Broadly in line with previous studies (Filipek et al. 1994; Murphy et al. 1996; Paus et al. 1996; Giedd et al. 1997; Goldstein et al. 2001; Good et al. 2001; Luders et al. 2005; Raz et al. 2005; Carne et al. 2006; Chen et al. 2007; Hsu et al. 2008), relatively larger GM volumes were detected in XX controls bilaterally in the precentral gyrus, the subcallosum, and the right inferior frontal gyrus, whereas XY controls had larger GM volumes in the cerebellum, the left uncus and amygdala, and larger GM and WM volumes in the occipital lobe (Table 2). XXY males shared some features with XY males, some with XX females, and also displayed singular features (Tables 2 and 3).

Overall, the group differences found in regard to WM were paralleled by differences in GM volumes (Table 2). This is not surprising, considering that GM is composed predominantly of neurons, while WM is composed mainly of axons connecting these neuronal bodies.

Multiple regression analyses showed that sex differences in the precentral gyrus (overlapping with the motor cortex) and cerebellum (mainly overlapping with the vermis) were primarily linked to the number of X-chromosomes (Table 5), whereas the larger occipital GM volume in men was linked to testosterone levels (Tables 3 and 4). No specific Y-chromosome effects other than those related to testosterone were detected. Sex chromosome trisomy was found to interact with several limbic structures.

In the ensuing discussion, we will address several methodological issues, then discuss the present finding in relation to relevant literature, and finally speculate about the possible implications vis-à-vis mechanisms behind sex differences in cerebral anatomy and the skewed sex distribution in psychopathology.

Methodological Consideration

One may argue that our midsize sample could hamper detection of some group differences. Although this is theoretically possible, it should be stressed that our findings have a precedence in that differences between XY males and XX females were detected in regions previously reported to be sexually dimorphic, and also that the observed changes in XXY patients were consistent with previous reports (Raz et al. 1995; Murphy et al. 1996; Paus et al. 1996; Giedd et al. 1997, 2006, 2007; Nopoulos et al. 2000; Goldstein et al. 2001; Luders et al. 2005). This reproducibility of data provides reliability to the present multigroup comparisons.

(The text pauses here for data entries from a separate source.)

//! HTTP client for the Atlas API.

use std::{future::Future, time::Duration};

use reqwest::{Method, Response, StatusCode, Url};
use serde::{de::DeserializeOwned, Serialize};

use crate::{
    client::error::{kind_for_status, ClientError},
    model::{
        api::{ErrorDto, MessageDto},
        country::{CountryDto, CountryLanguageQuery, CountryListQuery},
        favorite::FavoritesDto,
        input::{CountryCode, Language},
        user::{LoginDto, RegisterDto, UserDto},
    },
};

pub const DEFAULT_TIMEOUT: Duration = Duration::from_secs(15);

/// Server side of the favorites cache.
pub trait FavoritesRemote: Send + Sync {
    /// Adds a favorite, returning the updated set.
    fn add(
        &self,
        code: &CountryCode,
    ) -> impl Future<Output = Result<Vec<CountryCode>, ClientError>> + Send;

    fn remove(&self, code: &CountryCode) -> impl Future<Output = Result<(), ClientError>> + Send;

    fn list(&self) -> impl Future<Output = Result<Vec<CountryCode>, ClientError>> + Send;
}

/// Source of country detail records.
pub trait CountryFetcher: Send + Sync {
    fn fetch_country(
        &self,
        code: &CountryCode,
        language: Language,
    ) -> impl Future<Output = Result<CountryDto, ClientError>> + Send;
}

/// Client for the Atlas HTTP API.
///
/// Keeps the session cookie in its own cookie store. Clones share the store, so every
/// clone acts as the same logged in user.
#[derive(Clone, Debug)]
pub struct ApiClient {
    http: reqwest::Client,
    base_url: Url,
}

impl ApiClient {
    /// Creates a client for the server at `base_url`, e.g. `http://localhost:5100`.
    pub fn new(base_url: &str) -> Result<Self, ClientError> {
        Self::with_timeout(base_url, DEFAULT_TIMEOUT)
    }

    pub fn with_timeout(base_url: &str, timeout: Duration) -> Result<Self, ClientError> {
        let parsed =
            Url::parse(base_url).map_err(|_| ClientError::InvalidBaseUrl(base_url.to_string()))?;

        if parsed.cannot_be_a_base() {
            return Err(ClientError::InvalidBaseUrl(base_url.to_string()));
        }

        let http = reqwest::Client::builder()
            .cookie_store(true)
            .timeout(timeout)
            .build()
            .map_err(|source| ClientError::Transport {
                url: base_url.to_string(),
                source,
            })?;

        Ok(Self {
            http,
            base_url: parsed,
        })
    }

    pub fn base_url(&self) -> &Url {
        &self.base_url
    }

    pub async fn register(&self, payload: &RegisterDto) -> Result<UserDto, ClientError> {
        self.send_json(Method::POST, &["auth", "register"], Some(payload), None::<&()>)
            .await
    }

    pub async fn login(&self, payload: &LoginDto) -> Result<UserDto, ClientError> {
        self.send_json(Method::POST, &["auth", "login"], Some(payload), None::<&()>)
            .await
    }

    pub async fn logout(&self) -> Result<(), ClientError> {
        let _: MessageDto = self
            .send_json(Method::POST, &["auth", "logout"], None::<&()>, None::<&()>)
            .await?;

        Ok(())
    }

    /// The user bound to the session cookie
    pub async fn current_user(&self) -> Result<UserDto, ClientError> {
        self.send_json(Method::GET, &["auth", "user"], None::<&()>, None::<&()>)
            .await
    }

    pub async fn countries(
        &self,
        region: Option<&str>,
        name: Option<&str>,
        language: Language,
    ) -> Result<Vec<CountryDto>, ClientError> {
        let query = CountryListQuery {
            region: region.map(str::to_string),
            name: name.map(str::to_string),
            lang: Some(language.code().to_string()),
        };

        self.send_json(Method::GET, &["countries"], None::<&()>, Some(&query))
            .await
    }

    pub async fn country(
        &self,
        code: &CountryCode,
        language: Language,
    ) -> Result<CountryDto, ClientError> {
        let query = CountryLanguageQuery {
            lang: Some(language.code().to_string()),
        };

        self.send_json(
            Method::GET,
            &["countries", code.as_str()],
            None::<&()>,
            Some(&query),
        )
        .await
    }

    pub async fn favorites(&self) -> Result<Vec<CountryCode>, ClientError> {
        let dto: FavoritesDto = self
            .send_json(Method::GET, &["favorites"], None::<&()>, None::<&()>)
            .await?;

        Ok(parse_codes(dto))
    }

    pub async fn add_favorite(&self, code: &CountryCode) -> Result<Vec<CountryCode>, ClientError> {
        let dto: FavoritesDto = self
            .send_json(
                Method::POST,
                &["favorites", code.as_str()],
                None::<&()>,
                None::<&()>,
            )
            .await?;

        Ok(parse_codes(dto))
    }

    pub async fn remove_favorite(&self, code: &CountryCode) -> Result<(), ClientError> {
        let url = self.endpoint(&["favorites", code.as_str()])?;
        let response = self.send(Method::DELETE, url.clone(), None::<&()>, None::<&()>).await?;

        error_for_status(response, &url).await?;

        Ok(())
    }

    fn endpoint(&self, segments: &[&str]) -> Result<Url, ClientError> {
        let mut url = self.base_url.clone();
        url.path_segments_mut()
            .map_err(|_| ClientError::InvalidBaseUrl(self.base_url.to_string()))?
            .pop_if_empty()
            .extend(["api", "v1"])
            .extend(segments);

        Ok(url)
    }

    async fn send<B: Serialize, Q: Serialize>(
        &self,
        method: Method,
        url: Url,
        body: Option<&B>,
        query: Option<&Q>,
    ) -> Result<Response, ClientError> {
        tracing::debug!("{method} {url}");

        let mut request = self.http.request(method, url.clone());
        if let Some(query) = query {
            request = request.query(query);
        }
        if let Some(body) = body {
            request = request.json(body);
        }

        request
            .send()
            .await
            .map_err(|source| request_error(source, &url))
    }

    async fn send_json<T, B, Q>(
        &self,
        method: Method,
        segments: &[&str],
        body: Option<&B>,
        query: Option<&Q>,
    ) -> Result<T, ClientError>
    where
        T: DeserializeOwned,
        B: Serialize,
        Q: Serialize,
    {
        let url = self.endpoint(segments)?;
        let response = self.send(method, url.clone(), body, query).await?;
        let response = error_for_status(response, &url).await?;

        let bytes = response
            .bytes()
            .await
            .map_err(|source| request_error(source, &url))?;

        serde_json::from_slice(&bytes).map_err(|e| ClientError::Decode {
            url: url.to_string(),
            reason: e.to_string(),
        })
    }
}

fn request_error(source: reqwest::Error, url: &Url) -> ClientError {
    if source.is_timeout() {
        ClientError::Timeout {
            url: url.to_string(),
        }
    } else {
        ClientError::Transport {
            url: url.to_string(),
            source,
        }
    }
}

/// Passes successful responses through, decoding the error body of the others.
async fn error_for_status(response: Response, url: &Url) -> Result<Response, ClientError> {
    let status = response.status();
    if status.is_success() {
        return Ok(response);
    }

    let body = response.bytes().await.unwrap_or_default();

    Err(match serde_json::from_slice::<ErrorDto>(&body) {
        Ok(dto) => ClientError::Api {
            status: status.as_u16(),
            kind: dto.kind,
            message: dto.error,
        },
        Err(_) => ClientError::Api {
            status: status.as_u16(),
            kind: kind_for_status(status.as_u16()),
            message: fallback_message(status, url),
        },
    })
}

fn fallback_message(status: StatusCode, url: &Url) -> String {
    format!(
        "{} {} from {}",
        status.as_u16(),
        status.canonical_reason().unwrap_or("error"),
        url
    )
}

fn parse_codes(dto: FavoritesDto) -> Vec<CountryCode> {
    dto.favorites
        .iter()
        .filter_map(|raw| match CountryCode::parse(raw) {
            Ok(code) => Some(code),
            Err(e) => {
                tracing::warn!("Ignoring favorite from server: {e}");
                None
            }
        })
        .collect()
}

impl FavoritesRemote for ApiClient {
    fn add(
        &self,
        code: &CountryCode,
    ) -> impl Future<Output = Result<Vec<CountryCode>, ClientError>> + Send {
        self.add_favorite(code)
    }

    fn remove(&self, code: &CountryCode) -> impl Future<Output = Result<(), ClientError>> + Send {
        self.remove_favorite(code)
    }

    fn list(&self) -> impl Future<Output = Result<Vec<CountryCode>, ClientError>> + Send {
        self.favorites()
    }
}

impl CountryFetcher for ApiClient {
    fn fetch_country(
        &self,
        code: &CountryCode,
        language: Language,
    ) -> impl Future<Output = Result<CountryDto, ClientError>> + Send {
        self.country(code, language)
    }
}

The use of the 2D:4D ratio deserves comment. Since the influential article of Manning et al. (1998) on this antrophomorphic measure of fetal testosterone exposure, over 300 related works have appeared in the literature (Voracek and Loibl 2009). The exact mechanisms by which 2D:4D and prenatal androgen exposure are related are, however, not entirely clear. Knickmayer et al. recently reported in a longitudinal study of neonates that the interaction of salivary testosterone and CAG repeats predicted right-hand digit ratio at 12 months and left hand digit ratio at 12 months and 24 months but not at 2 weeks of age. Given these observations the authors suggested that it may be more appropriate to interpret the 2D:4D ratio in adulthood as an index of early testosterone exposure rather than prenatal exposure per se (Knickmeyer et al. 2011). While these data need to be replicated, they motivate a further evaluation of how exactly this anthropomorphic measure reflects testosterone exposure.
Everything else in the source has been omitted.